Collected data
•••

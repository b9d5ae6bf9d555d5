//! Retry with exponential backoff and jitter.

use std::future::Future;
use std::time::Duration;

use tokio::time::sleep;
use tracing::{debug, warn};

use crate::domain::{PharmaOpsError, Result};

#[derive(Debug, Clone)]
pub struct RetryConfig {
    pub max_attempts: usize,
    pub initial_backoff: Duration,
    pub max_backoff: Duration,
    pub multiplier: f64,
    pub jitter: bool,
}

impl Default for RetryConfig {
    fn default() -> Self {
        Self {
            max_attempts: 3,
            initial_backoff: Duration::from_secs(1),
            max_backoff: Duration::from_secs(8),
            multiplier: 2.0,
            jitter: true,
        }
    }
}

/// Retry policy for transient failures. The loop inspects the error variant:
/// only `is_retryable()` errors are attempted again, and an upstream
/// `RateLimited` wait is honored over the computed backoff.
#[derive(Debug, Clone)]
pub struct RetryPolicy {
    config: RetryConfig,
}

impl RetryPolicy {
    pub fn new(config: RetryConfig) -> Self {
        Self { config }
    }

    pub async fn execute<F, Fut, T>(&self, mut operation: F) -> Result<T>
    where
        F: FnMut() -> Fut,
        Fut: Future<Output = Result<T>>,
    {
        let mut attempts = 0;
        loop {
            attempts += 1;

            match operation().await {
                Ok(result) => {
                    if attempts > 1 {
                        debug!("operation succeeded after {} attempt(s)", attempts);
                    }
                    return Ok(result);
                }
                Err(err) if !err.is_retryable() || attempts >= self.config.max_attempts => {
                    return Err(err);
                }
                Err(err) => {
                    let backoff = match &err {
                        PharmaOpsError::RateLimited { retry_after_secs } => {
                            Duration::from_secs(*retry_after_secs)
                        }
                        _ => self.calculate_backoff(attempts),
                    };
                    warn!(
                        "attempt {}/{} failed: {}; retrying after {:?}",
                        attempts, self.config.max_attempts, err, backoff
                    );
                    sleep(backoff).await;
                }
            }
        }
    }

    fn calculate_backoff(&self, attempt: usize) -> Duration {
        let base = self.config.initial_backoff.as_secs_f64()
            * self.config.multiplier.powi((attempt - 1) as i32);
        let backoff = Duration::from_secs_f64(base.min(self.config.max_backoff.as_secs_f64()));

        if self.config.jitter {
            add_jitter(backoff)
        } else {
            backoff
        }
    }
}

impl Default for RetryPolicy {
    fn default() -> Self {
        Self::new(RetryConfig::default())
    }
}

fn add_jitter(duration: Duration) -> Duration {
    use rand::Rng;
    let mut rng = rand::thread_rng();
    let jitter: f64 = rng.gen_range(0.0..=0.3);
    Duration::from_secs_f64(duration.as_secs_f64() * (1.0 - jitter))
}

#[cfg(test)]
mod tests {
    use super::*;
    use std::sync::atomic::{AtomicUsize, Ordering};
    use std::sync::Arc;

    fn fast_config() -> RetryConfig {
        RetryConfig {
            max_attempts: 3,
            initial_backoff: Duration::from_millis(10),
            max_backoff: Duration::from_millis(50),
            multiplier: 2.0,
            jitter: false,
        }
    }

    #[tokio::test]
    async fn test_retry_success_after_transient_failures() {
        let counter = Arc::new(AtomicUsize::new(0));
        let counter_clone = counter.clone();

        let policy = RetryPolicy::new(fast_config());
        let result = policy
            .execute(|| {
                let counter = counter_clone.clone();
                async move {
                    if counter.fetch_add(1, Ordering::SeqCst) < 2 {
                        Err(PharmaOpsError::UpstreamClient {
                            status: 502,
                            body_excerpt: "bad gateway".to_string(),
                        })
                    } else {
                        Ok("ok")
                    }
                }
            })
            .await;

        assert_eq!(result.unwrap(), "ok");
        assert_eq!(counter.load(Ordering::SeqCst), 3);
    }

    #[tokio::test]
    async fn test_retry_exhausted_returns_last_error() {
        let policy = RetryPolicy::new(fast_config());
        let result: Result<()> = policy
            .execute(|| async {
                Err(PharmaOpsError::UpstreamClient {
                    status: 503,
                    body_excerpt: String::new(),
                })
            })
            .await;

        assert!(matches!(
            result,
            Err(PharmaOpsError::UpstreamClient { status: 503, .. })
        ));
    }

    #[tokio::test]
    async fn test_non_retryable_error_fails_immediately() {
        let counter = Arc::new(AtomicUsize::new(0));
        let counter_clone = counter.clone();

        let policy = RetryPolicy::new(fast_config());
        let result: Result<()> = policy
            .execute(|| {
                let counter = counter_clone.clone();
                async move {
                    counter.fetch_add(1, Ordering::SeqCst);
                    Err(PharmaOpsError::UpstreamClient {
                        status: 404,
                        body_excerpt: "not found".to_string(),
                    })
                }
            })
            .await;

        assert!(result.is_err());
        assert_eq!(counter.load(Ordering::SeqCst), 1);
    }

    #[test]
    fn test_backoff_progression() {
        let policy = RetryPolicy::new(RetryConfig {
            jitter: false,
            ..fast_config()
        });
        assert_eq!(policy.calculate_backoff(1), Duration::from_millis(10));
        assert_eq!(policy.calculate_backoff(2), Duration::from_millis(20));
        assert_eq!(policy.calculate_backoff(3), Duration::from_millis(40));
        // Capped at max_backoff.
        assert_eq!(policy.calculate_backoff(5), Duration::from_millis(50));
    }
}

•••

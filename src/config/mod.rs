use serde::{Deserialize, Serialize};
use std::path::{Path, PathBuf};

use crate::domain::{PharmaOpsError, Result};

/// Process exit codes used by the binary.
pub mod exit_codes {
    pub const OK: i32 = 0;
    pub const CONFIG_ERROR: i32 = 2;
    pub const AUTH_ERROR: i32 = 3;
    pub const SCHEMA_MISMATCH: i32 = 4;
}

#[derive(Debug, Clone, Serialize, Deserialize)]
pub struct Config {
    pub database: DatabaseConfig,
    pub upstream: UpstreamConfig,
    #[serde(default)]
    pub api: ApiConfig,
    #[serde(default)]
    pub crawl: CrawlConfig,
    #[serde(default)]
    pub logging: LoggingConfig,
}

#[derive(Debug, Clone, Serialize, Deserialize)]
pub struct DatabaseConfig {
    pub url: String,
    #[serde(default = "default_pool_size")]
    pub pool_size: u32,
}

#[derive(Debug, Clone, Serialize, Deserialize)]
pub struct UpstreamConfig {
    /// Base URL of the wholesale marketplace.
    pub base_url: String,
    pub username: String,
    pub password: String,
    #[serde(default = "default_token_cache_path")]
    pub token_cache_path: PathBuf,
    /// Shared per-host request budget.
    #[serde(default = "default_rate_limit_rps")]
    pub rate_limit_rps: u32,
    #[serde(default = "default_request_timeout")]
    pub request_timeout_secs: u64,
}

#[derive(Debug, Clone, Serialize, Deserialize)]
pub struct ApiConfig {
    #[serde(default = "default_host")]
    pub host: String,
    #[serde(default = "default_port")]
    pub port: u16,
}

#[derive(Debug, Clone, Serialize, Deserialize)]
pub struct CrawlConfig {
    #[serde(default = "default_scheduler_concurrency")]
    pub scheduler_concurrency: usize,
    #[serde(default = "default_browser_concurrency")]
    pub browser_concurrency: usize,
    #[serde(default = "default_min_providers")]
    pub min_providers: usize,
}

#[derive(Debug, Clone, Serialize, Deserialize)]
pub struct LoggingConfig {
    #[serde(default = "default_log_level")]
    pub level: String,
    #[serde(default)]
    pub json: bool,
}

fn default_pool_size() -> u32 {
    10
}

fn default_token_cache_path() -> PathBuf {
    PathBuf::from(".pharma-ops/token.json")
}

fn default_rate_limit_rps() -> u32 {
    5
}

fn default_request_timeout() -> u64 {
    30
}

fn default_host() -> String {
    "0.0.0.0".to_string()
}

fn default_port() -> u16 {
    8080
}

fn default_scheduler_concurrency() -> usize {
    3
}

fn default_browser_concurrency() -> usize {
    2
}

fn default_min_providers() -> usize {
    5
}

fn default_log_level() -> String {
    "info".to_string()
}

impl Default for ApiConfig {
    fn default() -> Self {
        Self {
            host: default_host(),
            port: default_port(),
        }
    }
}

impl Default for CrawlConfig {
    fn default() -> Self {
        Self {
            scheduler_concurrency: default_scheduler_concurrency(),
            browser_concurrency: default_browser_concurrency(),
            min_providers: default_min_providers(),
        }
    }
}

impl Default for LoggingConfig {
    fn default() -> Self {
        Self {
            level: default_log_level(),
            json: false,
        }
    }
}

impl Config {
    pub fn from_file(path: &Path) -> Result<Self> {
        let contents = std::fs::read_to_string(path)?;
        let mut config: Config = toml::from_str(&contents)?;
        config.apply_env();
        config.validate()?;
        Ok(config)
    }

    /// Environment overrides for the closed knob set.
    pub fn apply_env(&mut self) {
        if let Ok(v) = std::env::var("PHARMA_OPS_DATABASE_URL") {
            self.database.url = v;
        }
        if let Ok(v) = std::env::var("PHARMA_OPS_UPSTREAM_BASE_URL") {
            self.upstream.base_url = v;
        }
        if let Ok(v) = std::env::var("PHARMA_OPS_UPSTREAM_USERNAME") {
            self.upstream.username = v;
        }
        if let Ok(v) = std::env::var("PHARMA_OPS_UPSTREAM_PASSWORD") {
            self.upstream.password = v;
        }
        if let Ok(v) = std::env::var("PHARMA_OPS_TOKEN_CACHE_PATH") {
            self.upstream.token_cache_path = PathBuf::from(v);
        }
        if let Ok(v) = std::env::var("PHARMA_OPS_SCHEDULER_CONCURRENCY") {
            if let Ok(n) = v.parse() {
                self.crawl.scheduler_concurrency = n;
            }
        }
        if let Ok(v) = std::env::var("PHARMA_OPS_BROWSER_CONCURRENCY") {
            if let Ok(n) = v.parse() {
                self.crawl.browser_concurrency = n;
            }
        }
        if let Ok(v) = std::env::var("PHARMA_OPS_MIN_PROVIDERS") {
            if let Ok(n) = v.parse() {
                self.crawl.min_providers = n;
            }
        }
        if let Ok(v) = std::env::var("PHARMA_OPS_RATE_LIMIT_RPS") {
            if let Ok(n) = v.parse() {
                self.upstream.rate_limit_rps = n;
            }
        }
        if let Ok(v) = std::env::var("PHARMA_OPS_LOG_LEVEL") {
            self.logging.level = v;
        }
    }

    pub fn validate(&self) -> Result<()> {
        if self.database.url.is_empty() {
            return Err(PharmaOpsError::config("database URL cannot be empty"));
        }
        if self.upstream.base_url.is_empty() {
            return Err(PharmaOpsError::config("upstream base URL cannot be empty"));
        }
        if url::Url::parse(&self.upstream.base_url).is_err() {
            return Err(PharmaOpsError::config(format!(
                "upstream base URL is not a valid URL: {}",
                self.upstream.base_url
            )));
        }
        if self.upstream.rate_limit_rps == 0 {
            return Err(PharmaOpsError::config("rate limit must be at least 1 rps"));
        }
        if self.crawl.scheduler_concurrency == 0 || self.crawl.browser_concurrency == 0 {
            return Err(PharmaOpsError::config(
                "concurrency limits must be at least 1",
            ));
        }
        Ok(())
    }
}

•••

[Work instruction] Looking at the entries, work out how many lines include the word "UpstreamConfig" and give the number by itself.

[Expected output] 2